Dog tried to lick my face but I pushed him away.

‘Seeds,’ he said.

‘What are?’

‘I was going to plant some apple seeds.’ There was silence again.

‘Okay.’

To prove himself, Lloyd took an apple out of his pocket and turned it in his hand in front of me. ‘Ha!’ he said, then flung the apple as far as he could into the blackthorns. There was more silence and then he said, ‘When I was a kid I was into reincarnation.’

I caught the smell of whisky. ‘Seems like a comforting thing to think,’ I said, for something to say.

‘I’m not sure I believe in it now. But I like to pretend I do.’

He was really going to get in the way once the lambs started coming.

‘Do you believe in an after-life?’ he asked with another gust of his whisky breath.

‘No I don’t.’

‘Then what are you so frightened of?’

I stared at him. His eyes were glassy.

‘So the seeds?’ I said. ‘Tell me about the seeds.’

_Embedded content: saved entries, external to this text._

//! Dataset file serving: inline view and download

use std::path::{Component, Path as FsPath, PathBuf};

use axum::extract::{Path, Query, State};
use axum::http::{header, HeaderMap, HeaderValue};
use axum::response::IntoResponse;
use serde::Deserialize;

use crate::api::state::AppState;
use crate::api::types::ApiError;

#[derive(Debug, Clone, Deserialize)]
pub struct FileQuery {
    /// Path relative to the dataset version directory
    pub path: String,
}

/// Reject absolute paths and any parent-directory traversal
fn resolve_relative(base: &FsPath, relative: &str) -> Result<PathBuf, ApiError> {
    let relative = FsPath::new(relative);
    let traversal = relative
        .components()
        .any(|c| !matches!(c, Component::Normal(_) | Component::CurDir));
    if traversal || relative.as_os_str().is_empty() {
        return Err(ApiError::bad_request(format!(
            "Invalid file path '{}'",
            relative.display()
        )));
    }
    Ok(base.join(relative))
}

async fn read_dataset_file(
    state: &AppState,
    dataset_id: i64,
    relative: &str,
) -> Result<(PathBuf, Vec<u8>), ApiError> {
    let dataset = state.dataset_service.get(dataset_id).await?;
    let path = resolve_relative(FsPath::new(&dataset.base_path), relative)?;

    let bytes = tokio::fs::read(&path).await.map_err(|e| {
        if e.kind() == std::io::ErrorKind::NotFound {
            ApiError::not_found(format!("File '{}' not found in dataset", relative))
        } else {
            ApiError::internal(format!("Failed to read file: {}", e))
        }
    })?;
    Ok((path, bytes))
}

fn content_type_header(path: &FsPath) -> HeaderValue {
    let mime = mime_guess::from_path(path).first_or_octet_stream();
    HeaderValue::from_str(mime.as_ref())
        .unwrap_or_else(|_| HeaderValue::from_static("application/octet-stream"))
}

/// Serve a dataset file inline, e.g. for image previews
pub async fn view_dataset_file(
    State(state): State<AppState>,
    Path(dataset_id): Path<i64>,
    Query(query): Query<FileQuery>,
) -> Result<impl IntoResponse, ApiError> {
    let (path, bytes) = read_dataset_file(&state, dataset_id, &query.path).await?;

    let mut headers = HeaderMap::new();
    headers.insert(header::CONTENT_TYPE, content_type_header(&path));
    Ok((headers, bytes))
}

/// Serve a dataset file as an attachment
pub async fn download_dataset_file(
    State(state): State<AppState>,
    Path(dataset_id): Path<i64>,
    Query(query): Query<FileQuery>,
) -> Result<impl IntoResponse, ApiError> {
    let (path, bytes) = read_dataset_file(&state, dataset_id, &query.path).await?;

    let file_name = path
        .file_name()
        .map(|n| n.to_string_lossy().into_owned())
        .unwrap_or_else(|| "download".to_string());

    let mut headers = HeaderMap::new();
    headers.insert(header::CONTENT_TYPE, content_type_header(&path));
    headers.insert(
        header::CONTENT_DISPOSITION,
        HeaderValue::from_str(&format!("attachment; filename=\"{}\"", file_name))
            .unwrap_or_else(|_| HeaderValue::from_static("attachment")),
    );
    Ok((headers, bytes))
}

#[cfg(test)]
mod tests {
    use super::*;

    #[test]
    fn test_resolve_relative_accepts_nested_paths() {
        let base = FsPath::new("/data/plates/v1.0");
        let resolved = resolve_relative(base, "images/a.jpg").unwrap();
        assert_eq!(resolved, base.join("images/a.jpg"));
    }

    #[test]
    fn test_resolve_relative_rejects_traversal() {
        let base = FsPath::new("/data/plates/v1.0");
        assert!(resolve_relative(base, "../secret").is_err());
        assert!(resolve_relative(base, "images/../../secret").is_err());
        assert!(resolve_relative(base, "/etc/passwd").is_err());
        assert!(resolve_relative(base, "").is_err());
    }

    #[test]
    fn test_content_type_guessing() {
        assert_eq!(
            content_type_header(FsPath::new("a.jpg")),
            HeaderValue::from_static("image/jpeg")
        );
        assert_eq!(
            content_type_header(FsPath::new("data.bin.unknownext")),
            HeaderValue::from_static("application/octet-stream")
        );
    }
}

He leant back and breathed in harshly through his nose and closed his eyes. ‘In remembrance.’

‘Of what?’

‘The Jews do it. The tree of life; they call it something, the holiday. The Queen does it too — she plants a tree.’

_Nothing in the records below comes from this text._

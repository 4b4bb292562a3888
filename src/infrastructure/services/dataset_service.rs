//! Dataset service: versioned uploads, listings and detail views
//!
//! Uploads materialize a complete version directory first (copy-forward plus
//! new files), then fingerprint it and only then insert the metadata row, so
//! a row never points at a half-built directory.

use std::fmt::Debug;
use std::path::Path;
use std::sync::Arc;

use async_trait::async_trait;
use bytes::Bytes;
use serde::Serialize;
use tracing::{info, instrument};

use crate::domain::dataset::{Dataset, DatasetRepository, DatasetWithProject, NewDataset};
use crate::domain::error::DomainError;
use crate::domain::project::{Project, ProjectRepository};
use crate::domain::versioning::DatasetVersion;
use crate::infrastructure::fingerprint::fingerprint_files;
use crate::infrastructure::materializer::{self, DatasetFile};

/// One uploaded multipart file
#[derive(Debug, Clone)]
pub struct UploadedFile {
    pub file_name: String,
    pub bytes: Bytes,
}

/// Request to create or update a dataset version
#[derive(Debug, Clone)]
pub struct UploadDatasetRequest {
    pub project_id: i64,
    /// Chain to extend; when set the upload becomes a new minor version
    pub selected_dataset_id: Option<i64>,
    /// Chain name for a brand new dataset; ignored on updates
    pub dataset_name: Option<String>,
    pub description: String,
    pub created_by: String,
    pub images: Vec<UploadedFile>,
    pub labels: Vec<UploadedFile>,
    pub config: Option<UploadedFile>,
}

impl UploadDatasetRequest {
    fn is_empty(&self) -> bool {
        self.images.is_empty() && self.labels.is_empty() && self.config.is_none()
    }
}

/// Dataset row joined with project name and the materialized file listing
#[derive(Debug, Clone, Serialize)]
pub struct DatasetDetails {
    #[serde(flatten)]
    pub dataset: Dataset,
    pub project_name: String,
    pub files: Vec<DatasetFile>,
}

/// Trait for dataset service (for dynamic dispatch in AppState)
#[async_trait]
pub trait DatasetServiceTrait: Send + Sync + Debug {
    async fn upload(&self, request: UploadDatasetRequest) -> Result<Dataset, DomainError>;

    async fn get(&self, id: i64) -> Result<Dataset, DomainError>;

    async fn details(&self, id: i64) -> Result<DatasetDetails, DomainError>;

    async fn list(&self) -> Result<Vec<DatasetWithProject>, DomainError>;

    async fn list_by_project(&self, project_id: i64)
        -> Result<Vec<DatasetWithProject>, DomainError>;
}

/// Dataset service implementation
#[derive(Debug)]
pub struct DatasetService {
    projects: Arc<dyn ProjectRepository>,
    datasets: Arc<dyn DatasetRepository>,
}

impl DatasetService {
    pub fn new(projects: Arc<dyn ProjectRepository>, datasets: Arc<dyn DatasetRepository>) -> Self {
        Self { projects, datasets }
    }

    async fn required_project(&self, id: i64) -> Result<Project, DomainError> {
        self.projects
            .get(id)
            .await?
            .ok_or_else(|| DomainError::not_found(format!("Project '{}'", id)))
    }

    /// Resolve the chain name, new version and the previous version directory
    /// to copy forward, if any.
    async fn resolve_target(
        &self,
        request: &UploadDatasetRequest,
    ) -> Result<(String, DatasetVersion, Option<String>), DomainError> {
        if let Some(selected_id) = request.selected_dataset_id {
            let selected = self
                .datasets
                .get(selected_id)
                .await?
                .ok_or_else(|| DomainError::not_found(format!("Dataset '{}'", selected_id)))?;
            if selected.project_id != request.project_id {
                return Err(DomainError::validation(format!(
                    "Dataset '{}' does not belong to project '{}'",
                    selected_id, request.project_id
                )));
            }

            // The chain may have grown since the client picked its dataset;
            // always increment from the latest row.
            let latest = self
                .datasets
                .latest_in_chain(selected.project_id, &selected.name)
                .await?
                .unwrap_or(selected);
            let version = DatasetVersion::parse(&latest.version)?.next_minor();
            return Ok((latest.name.clone(), version, Some(latest.base_path)));
        }

        let name = request
            .dataset_name
            .as_deref()
            .map(str::trim)
            .filter(|n| !n.is_empty())
            .ok_or_else(|| DomainError::validation("Dataset name must not be empty"))?;
        if name.contains('/') || name.contains("..") {
            return Err(DomainError::validation(
                "Dataset name must not contain path separators",
            ));
        }

        if self
            .datasets
            .latest_in_chain(request.project_id, name)
            .await?
            .is_some()
        {
            return Err(DomainError::conflict(format!(
                "Dataset '{}' already exists in project '{}'; select it to upload a new version",
                name, request.project_id
            )));
        }

        Ok((name.to_string(), DatasetVersion::initial(), None))
    }
}

#[async_trait]
impl DatasetServiceTrait for DatasetService {
    #[instrument(skip(self, request), fields(project_id = request.project_id))]
    async fn upload(&self, request: UploadDatasetRequest) -> Result<Dataset, DomainError> {
        if request.is_empty() {
            return Err(DomainError::validation("No files provided"));
        }

        let project = self.required_project(request.project_id).await?;
        let (name, version, previous_dir) = self.resolve_target(&request).await?;

        let version_dir = materializer::create_version_dir(
            Path::new(&project.path),
            &name,
            &version.to_string(),
        )
        .await?;
        if let Some(previous_dir) = previous_dir {
            materializer::copy_previous_version(Path::new(&previous_dir), &version_dir).await?;
        }

        for image in &request.images {
            materializer::write_image(&version_dir, &image.file_name, &image.bytes).await?;
        }
        for label in &request.labels {
            materializer::write_label(&version_dir, &label.file_name, &label.bytes).await?;
        }
        if let Some(config) = &request.config {
            materializer::write_config(&version_dir, &config.file_name, &config.bytes).await?;
        }

        let files = materializer::collect_files(&version_dir).await?;
        let file_count = files.len() as i32;
        let fingerprint = fingerprint_files(&files).await?;

        let created = self
            .datasets
            .insert(NewDataset {
                project_id: project.id,
                name,
                version: version.to_string(),
                file_count,
                fingerprint,
                base_path: version_dir.to_string_lossy().into_owned(),
                description: request.description,
                created_by: request.created_by,
            })
            .await?;

        info!(
            dataset_id = created.id,
            version = %created.version,
            file_count,
            "Stored dataset version"
        );
        Ok(created)
    }

    #[instrument(skip(self))]
    async fn get(&self, id: i64) -> Result<Dataset, DomainError> {
        self.datasets
            .get(id)
            .await?
            .ok_or_else(|| DomainError::not_found(format!("Dataset '{}'", id)))
    }

    #[instrument(skip(self))]
    async fn details(&self, id: i64) -> Result<DatasetDetails, DomainError> {
        let dataset = self.get(id).await?;
        let project_name = self
            .projects
            .get(dataset.project_id)
            .await?
            .map(|p| p.name)
            .unwrap_or_default();
        let files = materializer::list_files(Path::new(&dataset.base_path)).await?;

        Ok(DatasetDetails {
            dataset,
            project_name,
            files,
        })
    }

    #[instrument(skip(self))]
    async fn list(&self) -> Result<Vec<DatasetWithProject>, DomainError> {
        self.datasets.list().await
    }

    #[instrument(skip(self))]
    async fn list_by_project(
        &self,
        project_id: i64,
    ) -> Result<Vec<DatasetWithProject>, DomainError> {
        self.required_project(project_id).await?;
        self.datasets.list_by_project(project_id).await
    }
}

#[cfg(test)]
mod tests {
    use super::*;
    use crate::domain::project::NewProject;
    use crate::infrastructure::dataset::InMemoryDatasetRepository;
    use crate::infrastructure::project::InMemoryProjectRepository;

    struct Fixture {
        service: DatasetService,
        project_id: i64,
        _root: tempfile::TempDir,
    }

    async fn fixture() -> Fixture {
        let root = tempfile::tempdir().unwrap();
        let projects: Arc<dyn ProjectRepository> = Arc::new(InMemoryProjectRepository::new());
        let datasets: Arc<dyn DatasetRepository> =
            Arc::new(InMemoryDatasetRepository::new(Arc::clone(&projects)));

        let project_dir = root.path().join("demo");
        materializer::scaffold_project(&project_dir).await.unwrap();
        let project = projects
            .insert(NewProject {
                name: "demo".to_string(),
                description: String::new(),
                path: project_dir.to_string_lossy().into_owned(),
                created_by: "tester".to_string(),
            })
            .await
            .unwrap();

        Fixture {
            service: DatasetService::new(projects, datasets),
            project_id: project.id,
            _root: root,
        }
    }

    fn file(name: &str, content: &[u8]) -> UploadedFile {
        UploadedFile {
            file_name: name.to_string(),
            bytes: Bytes::copy_from_slice(content),
        }
    }

    fn initial_upload(project_id: i64) -> UploadDatasetRequest {
        UploadDatasetRequest {
            project_id,
            selected_dataset_id: None,
            dataset_name: Some("plates".to_string()),
            description: "initial".to_string(),
            created_by: "tester".to_string(),
            images: vec![
                file("a.jpg", b"img-a"),
                file("b.jpg", b"img-b"),
                file("c.jpg", b"img-c"),
            ],
            labels: vec![
                file("a.txt", b"0"),
                file("b.txt", b"1"),
                file("c.txt", b"2"),
            ],
            config: None,
        }
    }

    #[tokio::test]
    async fn test_initial_upload_is_v1_0() {
        let fx = fixture().await;

        let dataset = fx.service.upload(initial_upload(fx.project_id)).await.unwrap();

        assert_eq!(dataset.version, "v1.0");
        assert_eq!(dataset.file_count, 6);
        assert_eq!(dataset.fingerprint.len(), 64);
        assert!(Path::new(&dataset.base_path).join("images/a.jpg").is_file());
        assert!(Path::new(&dataset.base_path).join("labels/c.txt").is_file());
    }

    #[tokio::test]
    async fn test_update_copies_previous_version_forward() {
        let fx = fixture().await;
        let v1 = fx.service.upload(initial_upload(fx.project_id)).await.unwrap();

        let update = UploadDatasetRequest {
            project_id: fx.project_id,
            selected_dataset_id: Some(v1.id),
            dataset_name: None,
            description: "one more image".to_string(),
            created_by: "tester".to_string(),
            images: vec![file("d.jpg", b"img-d")],
            labels: vec![],
            config: None,
        };
        let v2 = fx.service.upload(update).await.unwrap();

        assert_eq!(v2.version, "v1.1");
        assert_eq!(v2.name, "plates");
        // All six prior files carried over plus the new one
        assert_eq!(v2.file_count, 7);
        assert_ne!(v2.fingerprint, v1.fingerprint);
        assert!(Path::new(&v2.base_path).join("images/a.jpg").is_file());
        assert!(Path::new(&v2.base_path).join("images/d.jpg").is_file());
        // v1.0 untouched
        assert!(!Path::new(&v1.base_path).join("images/d.jpg").exists());
    }

    #[tokio::test]
    async fn test_chained_updates_increment_minor() {
        let fx = fixture().await;
        let v1 = fx.service.upload(initial_upload(fx.project_id)).await.unwrap();

        let mut latest = v1;
        for i in 0..3 {
            latest = fx
                .service
                .upload(UploadDatasetRequest {
                    project_id: fx.project_id,
                    selected_dataset_id: Some(latest.id),
                    dataset_name: None,
                    description: String::new(),
                    created_by: "tester".to_string(),
                    images: vec![file(&format!("extra_{}.jpg", i), b"x")],
                    labels: vec![],
                    config: None,
                })
                .await
                .unwrap();
        }

        assert_eq!(latest.version, "v1.3");
        assert_eq!(latest.file_count, 9);
    }

    #[tokio::test]
    async fn test_upload_unknown_project_is_not_found() {
        let fx = fixture().await;
        let result = fx.service.upload(initial_upload(999)).await;
        assert!(matches!(result, Err(DomainError::NotFound { .. })));
    }

    #[tokio::test]
    async fn test_upload_unknown_selected_dataset_is_not_found() {
        let fx = fixture().await;

        let result = fx
            .service
            .upload(UploadDatasetRequest {
                selected_dataset_id: Some(999),
                ..initial_upload(fx.project_id)
            })
            .await;

        assert!(matches!(result, Err(DomainError::NotFound { .. })));
    }

    #[tokio::test]
    async fn test_duplicate_new_dataset_name_conflicts() {
        let fx = fixture().await;
        fx.service.upload(initial_upload(fx.project_id)).await.unwrap();

        let result = fx.service.upload(initial_upload(fx.project_id)).await;
        assert!(matches!(result, Err(DomainError::Conflict { .. })));
    }

    #[tokio::test]
    async fn test_empty_upload_is_rejected() {
        let fx = fixture().await;

        let result = fx
            .service
            .upload(UploadDatasetRequest {
                images: vec![],
                labels: vec![],
                config: None,
                ..initial_upload(fx.project_id)
            })
            .await;

        assert!(matches!(result, Err(DomainError::Validation { .. })));
    }

    #[tokio::test]
    async fn test_yaml_config_lands_at_version_root() {
        let fx = fixture().await;

        let dataset = fx
            .service
            .upload(UploadDatasetRequest {
                config: Some(file("data.yaml", b"names: [plate]")),
                ..initial_upload(fx.project_id)
            })
            .await
            .unwrap();

        assert!(Path::new(&dataset.base_path).join("data.yaml").is_file());
        assert_eq!(dataset.file_count, 7);
    }

    #[tokio::test]
    async fn test_details_lists_materialized_files() {
        let fx = fixture().await;
        let dataset = fx.service.upload(initial_upload(fx.project_id)).await.unwrap();

        let details = fx.service.details(dataset.id).await.unwrap();

        assert_eq!(details.project_name, "demo");
        assert_eq!(details.files.len(), 6);
        assert!(details.files.iter().any(|f| f.relative_path == "images/a.jpg"));
    }
}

Dog whined. I fidgeted. Lloyd closed his eyes. The wind dropped and the whole place slowed down.

‘I’m sorry,’ he said. ‘I’m not making the best sense.’ He inhaled deeply. ‘It was nothing special,’ he said, his eyes popping open. ‘He was alive in the morning and then by the afternoon he was suddenly dead.’

‘Who?’

He pointed to the empty space where the bird had hovered.

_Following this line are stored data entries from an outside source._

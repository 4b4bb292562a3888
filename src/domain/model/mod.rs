//! Trained model domain

mod entity;
mod repository;

pub use entity::{Model, NewModel};
pub use repository::ModelRepository;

I twisted a blade of grass until it produced juice. Lloyd took from his carrier bag a quarter-empty bottle of whisky. He took a swallow that was longer than would have been comfortable in the throat. He wiped the top off with the underside of his wrist and offered it to me. I nearly said no, but I didn’t.

‘Look — I’ve got the last of his ashes in an envelope.’ He took from his breast pocket a small packet that looked badly weathered. ‘But they got wet. He’s more mud now than ash.’ Lloyd looked inside the packet and then refolded it and sighed. He sat himself up straight, and spoke with a new authority. ‘The idea was I’d go to the furthest points of Britain. This was my last stop. I do a little ceremony at each place — the first three were okay. I went to Suffolk and I had a little toy wooden sailboat, and I set it on fire with a little bit of him on board. It was dark and the sea was flat and nobody was there, and it went so well.’ He smiled and closed his eyes again. ‘I watched until he was out of sight and I thought, when this is done, I will feel better.’

A large moth wobbled between us. I watched it settle for a moment in Lloyd’s beard and then take off again in the direction of the sun.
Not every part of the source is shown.